The Grand Rounds presentation concluded with Dr. Callum predicting where transfusion medicine is heading in 2021. Future endeavours include updating Ontario-wide protocols, new clinical trials, and implementing strategies to make blood cleaner.
In the post-rounds discussion, Dr. Callum and the TMED students focused on ways in which improving transfusion practices benefits patients. Transfusion medicine is shifting towards a more holistic approach, optimizing patient conditions before transfusion to minimize the amount of blood required. Some of the ongoing investigations in transfusion medicine were explained. Enzymes able to convert type A and B blood to type O (the universal donor) are underway and if successful, their use could increase blood’s storage capacity leading to less wastage (5).
The discussion progressed towards examining how transfusion guidelines are portrayed in the media. Topics related to increasing the diversity of blood donors were explored. Additionally, Dr. Callum highlighted many of the barriers that potential blood donors face preventing them from donating. Initiatives have been put in place to increase the awareness of the need for blood donations and increase access to donor sites. The effect of the pandemic on transfusion practices was also revealed. The pandemic brings many logistical challenges to transfusion services but also provides a unique opportunity for science to be more visible.
To conclude, the TMED students learned about Dr. Callum’s educational background. Dr. Callum completed her medical education at the University of Toronto and then pursued a fellowship in transfusion medicine with the Canadian Blood Services. The opportunities that transfusion medicine creates to collaborate with a wide variety of colleagues and patients is what drew her to the field. Dr. Callum advised those beginning their research careers to continually seek new opportunities, increase their professional networks and seek out mentorship as these are tools for a successful career. Having recently moved back to Kingston, Dr. Callum expressed how grateful she is for the opportunity to assist the KHSC in improving their Transfusion Medicine program.
It was a pleasure to hear Dr. Callum speak on transfusion medicine guidelines. On behalf of the TMED Graduate Program, we sincerely thank Dr. Callum for her time and extensive insight.
References:
1. Qiang JK, Thompson T, Callum J, Pinkerton P, Lin Y. Variations in RBC and frozen plasma utilization rates across 62 Ontario community hospitals. Transfusion. 2019;59(2):545-54.
2. Hebert PC, Wells G, Blajchman MA, Marshall J, Martin C, Pagliarello G, et al. A multicenter, randomized, controlled clinical trial of transfusion requirements in critical care. Transfusion Requirements in Critical Care Investigators, Canadian Critical Care Trials Group. N Engl J Med. 1999;340(6):409-17.

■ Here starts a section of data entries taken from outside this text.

//! XRP Ledger

use std::sync::Arc;

use async_trait::async_trait;

use crate::address::AddressServiceFactory;
use crate::crypto::PublicKey;
use crate::domain::{
    Amount, AmountType, Blockchain, Fee, FeeParameters, SignedTransaction, Token, Transaction,
    TransactionParams,
};
use crate::error::{Result, WalletError};
use crate::network::{HostFallback, XrpJsonRpcProvider, XrpNetworkProvider};
use crate::transaction::{TransactionBuilder, XrpTransactionBuilder};
use crate::wallet::adapters::providers_for;
use crate::wallet::{
    ChainAdapter, ChainRegistration, ChainSnapshot, ChainWalletManager, FactoryContext,
    WalletManager,
};

#[derive(Debug, Clone, Copy, PartialEq, Eq)]
pub struct XrpState {
    pub sequence: u32,
}

pub struct XrpAdapter {
    blockchain: Blockchain,
    public_key: PublicKey,
    providers: HostFallback<dyn XrpNetworkProvider>,
}

impl XrpAdapter {
    pub fn new(
        blockchain: Blockchain,
        public_key: PublicKey,
        providers: HostFallback<dyn XrpNetworkProvider>,
    ) -> Result<Self> {
        XrpTransactionBuilder::new(blockchain, public_key.clone())?;
        Ok(Self {
            blockchain,
            public_key,
            providers,
        })
    }

    fn drops(&self, value: u64) -> Result<Amount> {
        Amount::from_smallest_unit(self.blockchain, AmountType::Coin, u128::from(value))
    }
}

pub fn supports(blockchain: &Blockchain) -> bool {
    matches!(blockchain, Blockchain::Xrp { .. })
}

fn make(
    context: &FactoryContext,
    blockchain: Blockchain,
    public_key: PublicKey,
) -> Result<Arc<dyn WalletManager>> {
    let transport = context.transport();
    let providers = providers_for(context, blockchain, |host| {
        Arc::new(XrpJsonRpcProvider::new(host, transport.clone())) as Arc<dyn XrpNetworkProvider>
    })?;
    let adapter = XrpAdapter::new(blockchain, public_key.clone(), providers)?;
    let manager = ChainWalletManager::new(adapter, public_key, AddressServiceFactory::make(blockchain)?)?;
    Ok(Arc::new(manager))
}

pub fn registration() -> ChainRegistration {
    ChainRegistration {
        name: "xrp",
        supports,
        make,
    }
}

#[async_trait]
impl ChainAdapter for XrpAdapter {
    type State = XrpState;

    fn blockchain(&self) -> Blockchain {
        self.blockchain
    }

    async fn fetch(&self, address: &str, _tokens: &[Token]) -> Result<ChainSnapshot<XrpState>> {
        let (info, reserve) = futures::try_join!(
            self.providers
                .execute(|p| async move { p.get_account_info(address).await }),
            self.providers.execute(|p| async move { p.get_reserve().await }),
        )?;

        Ok(ChainSnapshot {
            amounts: vec![
                self.drops(info.balance_drops)?,
                Amount::new(self.blockchain, AmountType::Reserve, reserve),
            ],
            pending: Vec::new(),
            has_unconfirmed: false,
            state: XrpState {
                sequence: info.sequence,
            },
        })
    }

    async fn get_fee(
        &self,
        _amount: &Amount,
        _source: &str,
        _destination: &str,
        _state: Option<&XrpState>,
    ) -> Result<Vec<Fee>> {
        let fee = self
            .providers
            .execute(|p| async move { p.get_fee().await })
            .await?;
        [fee.minimal, fee.normal, fee.priority]
            .into_iter()
            .map(|drops| -> Result<Fee> {
                Ok(Fee::new(self.drops(drops)?, FeeParameters::Xrp { drops }))
            })
            .collect()
    }

    fn default_params(&self) -> TransactionParams {
        TransactionParams::Xrp {
            destination_tag: None,
            sequence: None,
        }
    }

    fn prepare(&self, state: &XrpState, transaction: Transaction) -> Result<Transaction> {
        let params = match transaction.params {
            TransactionParams::Xrp {
                destination_tag,
                sequence,
            } => TransactionParams::Xrp {
                destination_tag,
                sequence: sequence.or(Some(state.sequence)),
            },
            TransactionParams::None => TransactionParams::Xrp {
                destination_tag: None,
                sequence: Some(state.sequence),
            },
            ref other => {
                return Err(WalletError::invalid_transaction(format!(
                    "unexpected parameters {:?} for {}",
                    other, self.blockchain
                )))
            }
        };
        Ok(transaction.with_params(params))
    }

    fn builder(&self, _state: &XrpState) -> Result<Box<dyn TransactionBuilder>> {
        Ok(Box::new(XrpTransactionBuilder::new(
            self.blockchain,
            self.public_key.clone(),
        )?))
    }

    async fn broadcast(&self, signed: &SignedTransaction) -> Result<String> {
        let blob = signed.payload_hex();
        let blob = blob.as_str();
        self.providers
            .execute(|p| async move { p.submit(blob).await })
            .await
    }
}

3. Holst LB, Haase N, Wetterslev J, Wernerman J, Guttormsen AB, Karlsson S, et al. Lower versus higher hemoglobin threshold for transfusion in septic shock. N Engl J Med. 2014;371(15):1381-91.
4. Callum JL, Pinkerton PH, Lima A, Lin Y, Karkouti K, Lieberman L, et al. Blood Easy 4: Blood Transfusions, Blood Alternatives and Transfusion Reactions: A Guide to Transfusion Medicine. Canada: Ontario Regional Blood Coordinating Network; 2016.
5. Rahfeld P, Withers SG. Toward universal donor blood: Enzymatic conversion of A and B to O type. J Biol Chem. 2020;295(2):325-34.